China’s banking and insurance regulator has asked banks and insurers to examine and tackle “weak points” in the country’s infrastructure sector.
According to Reuters, the China Banking and Insurance Regulatory Commission has called on the country’s financial institutions to give additional support to infrastructure investment, as well as importers and exporters.
In addition, the regulator wants to make sure that funding is not “blindly” withdrawn from creditworthy companies that are experiencing “temporary operational difficulties.”
Earlier this month, the regulator said it would give guidance to the nation’s institutions so that they will expand their financing offerings. With that in mind, the Commission also asked for a boost on medium- and long-term loans to prevent a strain on borrowers at the end of the month.

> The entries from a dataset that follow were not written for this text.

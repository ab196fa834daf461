use super::bands::RangeOp;
use super::config::{Band, RubricConfig, SalutationTier, TopicSet};

const TOTAL_WEIGHT: f64 = 100.0;

fn check_positive(errors: &mut Vec<String>, path: &str, value: f64) {
    if !(value.is_finite() && value > 0.0) {
        errors.push(format!("{}: must be greater than zero", path));
    }
}

fn check_non_negative(errors: &mut Vec<String>, path: &str, value: f64) {
    if !(value.is_finite() && value >= 0.0) {
        errors.push(format!("{}: must be non-negative", path));
    }
}

/// Every band must parse and award between 0 and `max` points.
fn check_bands(errors: &mut Vec<String>, path: &str, bands: &[Band], otherwise: f64, max: f64) {
    for (i, band) in bands.iter().enumerate() {
        if let Err(e) = RangeOp::parse(&band.range) {
            errors.push(format!(
                "{}.bands[{}].range: invalid '{}' - {}",
                path, i, band.range, e
            ));
        }
        if !(band.score >= 0.0 && band.score <= max) {
            errors.push(format!(
                "{}.bands[{}].score: {} is outside 0-{}",
                path, i, band.score, max
            ));
        }
    }
    if !(otherwise >= 0.0 && otherwise <= max) {
        errors.push(format!(
            "{}.otherwise: {} is outside 0-{}",
            path, otherwise, max
        ));
    }
}

fn check_salutations(errors: &mut Vec<String>, path: &str, tier: &SalutationTier) {
    check_non_negative(errors, &format!("{}.points", path), tier.points);
    if tier.phrases.iter().any(|p| p.trim().is_empty()) {
        errors.push(format!("{}.phrases: must not contain empty phrases", path));
    }
}

fn check_topics(errors: &mut Vec<String>, path: &str, set: &TopicSet) {
    check_non_negative(errors, &format!("{}.points_each", path), set.points_each);
    check_non_negative(errors, &format!("{}.cap", path), set.cap);
    if set.topics.iter().any(|t| t.trim().is_empty()) {
        errors.push(format!("{}.topics: must not contain empty labels", path));
    }
}

/// Validate rubric configuration at startup.
/// Returns all validation errors at once (not just the first).
pub fn validate_rubric(config: &RubricConfig) -> Result<(), Vec<String>> {
    let mut errors = Vec::new();

    // Content & Structure
    let content = &config.content;
    check_positive(&mut errors, "rubric.content.weight", content.weight);
    check_positive(&mut errors, "rubric.content.raw_cap", content.raw_cap);
    if content.salutation_window == 0 {
        errors.push("rubric.content.salutation_window: must be greater than zero".to_string());
    }
    check_salutations(&mut errors, "rubric.content.strong_salutations", &content.strong_salutations);
    check_salutations(&mut errors, "rubric.content.weak_salutations", &content.weak_salutations);
    check_non_negative(&mut errors, "rubric.content.flow_points", content.flow_points);
    if !(-1.0..=1.0).contains(&content.topic_threshold) {
        errors.push(format!(
            "rubric.content.topic_threshold: {} is outside -1 to 1",
            content.topic_threshold
        ));
    }
    check_topics(&mut errors, "rubric.content.must_have", &content.must_have);
    check_topics(&mut errors, "rubric.content.good_to_have", &content.good_to_have);

    // Speech Rate
    let speech = &config.speech_rate;
    check_positive(&mut errors, "rubric.speech_rate.weight", speech.weight);
    check_bands(&mut errors, "rubric.speech_rate", &speech.bands, speech.otherwise, speech.weight);

    // Language
    let language = &config.language;
    check_positive(&mut errors, "rubric.language.weight", language.weight);
    check_positive(&mut errors, "rubric.language.error_ceiling_per_100", language.error_ceiling_per_100);
    if !(language.grammar_points >= 0.0 && language.grammar_points < language.weight) {
        errors.push(format!(
            "rubric.language.grammar_points: {} must be at least 0 and below the weight ({})",
            language.grammar_points, language.weight
        ));
    }
    let vocabulary_max = (language.weight - language.grammar_points).max(0.0);
    check_bands(
        &mut errors,
        "rubric.language.vocabulary",
        &language.vocabulary.bands,
        language.vocabulary.otherwise,
        vocabulary_max,
    );

    // Clarity
    let clarity = &config.clarity;
    check_positive(&mut errors, "rubric.clarity.weight", clarity.weight);
    if clarity.filler_words.iter().any(|w| w.trim().is_empty()) {
        errors.push("rubric.clarity.filler_words: must not contain empty words".to_string());
    }
    check_bands(&mut errors, "rubric.clarity", &clarity.bands, clarity.otherwise, clarity.weight);

    // Engagement
    let engagement = &config.engagement;
    check_positive(&mut errors, "rubric.engagement.weight", engagement.weight);
    check_bands(&mut errors, "rubric.engagement", &engagement.bands, engagement.otherwise, engagement.weight);

    let total = content.weight + speech.weight + language.weight + clarity.weight + engagement.weight;
    if (total - TOTAL_WEIGHT).abs() > 1e-9 {
        errors.push(format!("rubric: criterion weights must sum to 100, got {}", total));
    }

    if errors.is_empty() {
        Ok(())
    } else {
        Err(errors)
    }
}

The move comes as some of U.S. President Donald Trump’s advisers are pushing the president to set tariffs as high as 25 percent on $200 billion of Chinese imports — a dramatic increase from the original proposal for 10 percent. The White House should make a final decision sometime in late August on the tariffs, which are expected to target consumer goods and food, as well as machinery components.
“Once you go down the road of using tariffs to disrupt the Chinese, you have to say 25 percent compared to 10 percent,” said Derek Scissors, a China expert at the American Enterprise Institute (AEI) who advises the administration on trade.
The U.S. has already imposed 25 percent tariffs on $34 billion worth of Chinese imports, and is set to levy similar tariffs on an additional $16 billion of goods.
While a final decision on the tariffs hasn’t been made, China is already feeling the strain. Recent data showed business activities in the country slowed in July, with growing signs of the slowing economic expansion, including declining investments in factories, “anemic” household consumption, and increasing defaults among corporations.